Runtime logs land in %LocalAppData%\Reqnroll\ (Windows) / ~/.local/share/Reqnroll/ (macOS/Linux):

  • reqnroll-<ide>-debug-<date>.log — the server's own log output (parses, discovery, handler activity, stack traces on server-side failures). Appended across runs/processes sharing a day.
  • reqnroll-<ide>-inspector-<datetime>.log (or the client's own equivalent) — client-side JSON-RPC trace of everything that actually crossed the wire; the source of truth for "what did the client send/receive."

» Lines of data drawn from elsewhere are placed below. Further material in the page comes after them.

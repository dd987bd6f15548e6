#![allow(dead_code)]

use std::path::Path;
use std::sync::Arc;

use axum::body::Body;
use axum::http::{Method, Request, Response};
use axum::Router;
use http_body_util::BodyExt;
use tower::ServiceExt;

use drama_api::config::ServerConfig;
use drama_api::router::build_app_router;
use drama_api::state::AppState;
use drama_db::repositories::DramaRepo;
use drama_db::store::{FileStore, MemoryStore};
use drama_db::{DbPool, StorageConfig, StorageMode};

/// Build a test `ServerConfig` with safe defaults.
///
/// Uses `http://localhost:5173` as CORS origin, a 30-second request timeout
/// and strict create validation.
pub fn test_config() -> ServerConfig {
    ServerConfig {
        host: "127.0.0.1".to_string(),
        port: 0,
        cors_origins: vec!["http://localhost:5173".to_string()],
        request_timeout_secs: 30,
        storage: StorageConfig {
            mode: StorageMode::Memory,
            data_file: "unused.json".into(),
        },
        strict_validation: true,
    }
}

/// Build the full application router over `pool` with the given config.
///
/// Uses the same [`build_app_router`] as `main.rs`, so tests exercise the
/// production middleware stack.
pub fn build_app_with(pool: DbPool, config: ServerConfig) -> Router {
    let state = AppState {
        repo: Arc::new(DramaRepo::new(pool)),
        config: Arc::new(config.clone()),
    };
    build_app_router(state, &config)
}

/// App backed by a memory store seeded with the five-record sample catalog.
pub fn memory_app() -> Router {
    build_app_with(Arc::new(MemoryStore::seeded()), test_config())
}

/// App backed by a JSON file at `path` (seeded with the default catalog if absent).
pub async fn file_app(path: &Path) -> Router {
    let config = ServerConfig {
        storage: StorageConfig {
            mode: StorageMode::File,
            data_file: path.to_path_buf(),
        },
        ..test_config()
    };
    build_app_with(Arc::new(FileStore::open(path).await), config)
}

// ---------------------------------------------------------------------------
// Request helpers
// ---------------------------------------------------------------------------

async fn send(
    app: Router,
    method: Method,
    uri: &str,
    body: Option<serde_json::Value>,
) -> Response<Body> {
    let builder = Request::builder().method(method).uri(uri);
    let request = match body {
        Some(json) => builder
            .header("content-type", "application/json")
            .body(Body::from(json.to_string()))
            .unwrap(),
        None => builder.body(Body::empty()).unwrap(),
    };
    app.oneshot(request).await.unwrap()
}

pub async fn get(app: Router, uri: &str) -> Response<Body> {
    send(app, Method::GET, uri, None).await
}

pub async fn post_json(app: Router, uri: &str, body: serde_json::Value) -> Response<Body> {
    send(app, Method::POST, uri, Some(body)).await
}

pub async fn put_json(app: Router, uri: &str, body: serde_json::Value) -> Response<Body> {
    send(app, Method::PUT, uri, Some(body)).await
}

pub async fn delete(app: Router, uri: &str) -> Response<Body> {
    send(app, Method::DELETE, uri, None).await
}

/// Collect a response body and parse it as JSON.
pub async fn body_json(response: Response<Body>) -> serde_json::Value {
    let bytes = response.into_body().collect().await.unwrap().to_bytes();
    serde_json::from_slice(&bytes).unwrap()
}
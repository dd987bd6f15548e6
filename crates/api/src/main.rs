use std::net::{IpAddr, SocketAddr};
use std::sync::Arc;

use anyhow::Context;
use tracing_subscriber::{layer::SubscriberExt, util::SubscriberInitExt};

use drama_api::config::ServerConfig;
use drama_api::router::build_app_router;
use drama_api::state::AppState;
use drama_db::repositories::DramaRepo;

#[tokio::main]
async fn main() -> anyhow::Result<()> {
    dotenvy::dotenv().ok();

    // --- Tracing ---
    tracing_subscriber::registry()
        .with(
            tracing_subscriber::EnvFilter::try_from_default_env()
                .unwrap_or_else(|_| "drama_api=debug,drama_db=debug,tower_http=debug".into()),
        )
        .with(tracing_subscriber::fmt::layer())
        .init();

    // --- Configuration ---
    let config = ServerConfig::from_env()?;
    tracing::info!(
        host = %config.host,
        port = %config.port,
        storage = %config.storage.mode,
        strict_validation = config.strict_validation,
        "Loaded server configuration",
    );

    // --- Record store ---
    let pool = drama_db::create_pool(&config.storage).await;
    match drama_db::health_check(&pool).await {
        Ok(()) => tracing::info!("Record store health check passed"),
        Err(err) => tracing::warn!(error = %err, "Record store health check failed"),
    }

    // --- App state ---
    let state = AppState {
        repo: Arc::new(DramaRepo::new(pool)),
        config: Arc::new(config.clone()),
    };

    let app = build_app_router(state, &config);

    // --- Start server ---
    let ip = config
        .host
        .parse::<IpAddr>()
        .with_context(|| format!("Invalid HOST address '{}'", config.host))?;
    let addr = SocketAddr::new(ip, config.port);
    tracing::info!(%addr, "Starting server");

    let listener = tokio::net::TcpListener::bind(addr)
        .await
        .with_context(|| format!("Failed to bind to {addr}"))?;

    axum::serve(listener, app)
        .with_graceful_shutdown(shutdown_signal())
        .await
        .context("Server error")?;

    tracing::info!("Graceful shutdown complete");
    Ok(())
}

/// Wait for a termination signal to initiate graceful shutdown.
///
/// Handles both SIGINT (Ctrl-C) and SIGTERM (on Unix).
async fn shutdown_signal() {
    let ctrl_c = async {
        if let Err(err) = tokio::signal::ctrl_c().await {
            tracing::error!(error = %err, "Failed to install Ctrl-C handler");
            std::future::pending::<()>().await;
        }
    };

    #[cfg(unix)]
    let terminate = async {
        match tokio::signal::unix::signal(tokio::signal::unix::SignalKind::terminate()) {
            Ok(mut signal) => {
                signal.recv().await;
            }
            Err(err) => {
                tracing::error!(error = %err, "Failed to install SIGTERM handler");
                std::future::pending::<()>().await;
            }
        }
    };

    #[cfg(not(unix))]
    let terminate = std::future::pending::<()>();

    tokio::select! {
        () = ctrl_c => {
            tracing::info!("Received SIGINT (Ctrl-C), starting graceful shutdown");
        }
        () = terminate => {
            tracing::info!("Received SIGTERM, starting graceful shutdown");
        }
    }
}
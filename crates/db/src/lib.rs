//! Record storage and CRUD repository for the drama catalog.
//!
//! Two interchangeable backends implement [`store::RecordStore`]: a JSON file
//! with an in-memory cache, and a purely in-process collection. The rest of
//! the system only sees the [`DbPool`] handle.

pub mod config;
pub mod repositories;
pub mod store;

use std::sync::Arc;

pub use config::{StorageConfig, StorageMode};
pub use store::{RecordStore, StoreError};

use store::{FileStore, MemoryStore};

/// Shared handle to the active record store.
pub type DbPool = Arc<dyn RecordStore>;

/// Open the record store described by `config`.
///
/// The file backend never fails to open: a missing or corrupt file falls back
/// to the default catalog.
pub async fn create_pool(config: &StorageConfig) -> DbPool {
    match config.mode {
        StorageMode::File => Arc::new(FileStore::open(&config.data_file).await),
        StorageMode::Memory => Arc::new(MemoryStore::seeded()),
    }
}

/// Check that the store can still serve requests.
pub async fn health_check(pool: &DbPool) -> Result<(), StoreError> {
    pool.health_check().await
}
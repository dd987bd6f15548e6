//! Shared application router builder.
//!
//! Provides [`build_app_router`] so both the production binary (`main.rs`)
//! and integration tests (`tests/common/mod.rs`) use the exact same
//! middleware stack.

use std::time::Duration;

use axum::http::header::CONTENT_TYPE;
use axum::http::{HeaderName, HeaderValue, Method, StatusCode};
use axum::Router;
use tower_http::catch_panic::CatchPanicLayer;
use tower_http::cors::{Any, CorsLayer};
use tower_http::request_id::{MakeRequestUuid, PropagateRequestIdLayer, SetRequestIdLayer};
use tower_http::timeout::TimeoutLayer;
use tower_http::trace::{DefaultMakeSpan, DefaultOnResponse, TraceLayer};
use tracing::Level;

use crate::config::ServerConfig;
use crate::routes;
use crate::state::AppState;

/// Build the full application [`Router`] with all middleware layers.
///
/// The middleware stack is applied bottom-up:
///
/// 1. CORS
/// 2. Set request ID on incoming requests
/// 3. Structured request/response tracing
/// 4. Propagate request ID to response
/// 5. Request timeout
/// 6. Panic recovery (catch panics, return 500)
pub fn build_app_router(state: AppState, config: &ServerConfig) -> Router {
    let cors = build_cors_layer(config);
    let request_id_header = HeaderName::from_static("x-request-id");

    Router::new()
        // Health check at root level (not under /api).
        .merge(routes::health::router())
        // Catalog API routes.
        .nest("/api", routes::api_routes())
        // -- Middleware stack (applied bottom-up) --
        // Panic recovery: catch panics and return 500.
        .layer(CatchPanicLayer::new())
        // Request timeout.
        .layer(TimeoutLayer::with_status_code(
            StatusCode::REQUEST_TIMEOUT,
            Duration::from_secs(config.request_timeout_secs),
        ))
        // Propagate request ID to response.
        .layer(PropagateRequestIdLayer::new(request_id_header.clone()))
        // Structured request/response tracing.
        .layer(
            TraceLayer::new_for_http()
                .make_span_with(DefaultMakeSpan::new().level(Level::INFO))
                .on_response(DefaultOnResponse::new().level(Level::INFO)),
        )
        // Set request ID on incoming requests.
        .layer(SetRequestIdLayer::new(request_id_header, MakeRequestUuid))
        // CORS.
        .layer(cors)
        // Shared state.
        .with_state(state)
}

/// Build the CORS middleware layer from server configuration.
///
/// A `*` entry allows any origin. Origins that are not valid header values
/// are skipped with a warning.
pub fn build_cors_layer(config: &ServerConfig) -> CorsLayer {
    let layer = CorsLayer::new()
        .allow_methods([Method::GET, Method::POST, Method::PUT, Method::DELETE])
        .allow_headers([CONTENT_TYPE])
        .max_age(Duration::from_secs(3600));

    if config.cors_origins.iter().any(|o| o == "*") {
        return layer.allow_origin(Any);
    }

    let origins: Vec<HeaderValue> = config
        .cors_origins
        .iter()
        .filter_map(|o| match o.parse() {
            Ok(origin) => Some(origin),
            Err(err) => {
                tracing::warn!(origin = %o, error = %err, "Ignoring invalid CORS origin");
                None
            }
        })
        .collect();

    layer.allow_origin(origins)
}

When a bug report only makes sense with both, ask for both logs together rather than guessing from one side.

Multi-IDE considerations

The server serves three IDE clients (VS, VS Code, Rider — Rider not yet built) from one codebase. Before adding IDE-specific behavior in server code:

  • Check ClientIdeContext.IsVisualStudio (or the equivalent per-IDE flag) and gate the workaround explicitly — don't let one IDE's quirk leak into the generic path.
  • If the workaround changes observable protocol behavior, add or adjust the relevant spec scenario under a client-specific .feature file rather than folding IDE-conditional assertions into a generic one.
  • Check docs/LSP-IDE-Support-Open-Questions.md — several open questions are specifically "does IDE X do Y reliably," and an untested assumption there is a common source of subtle bugs.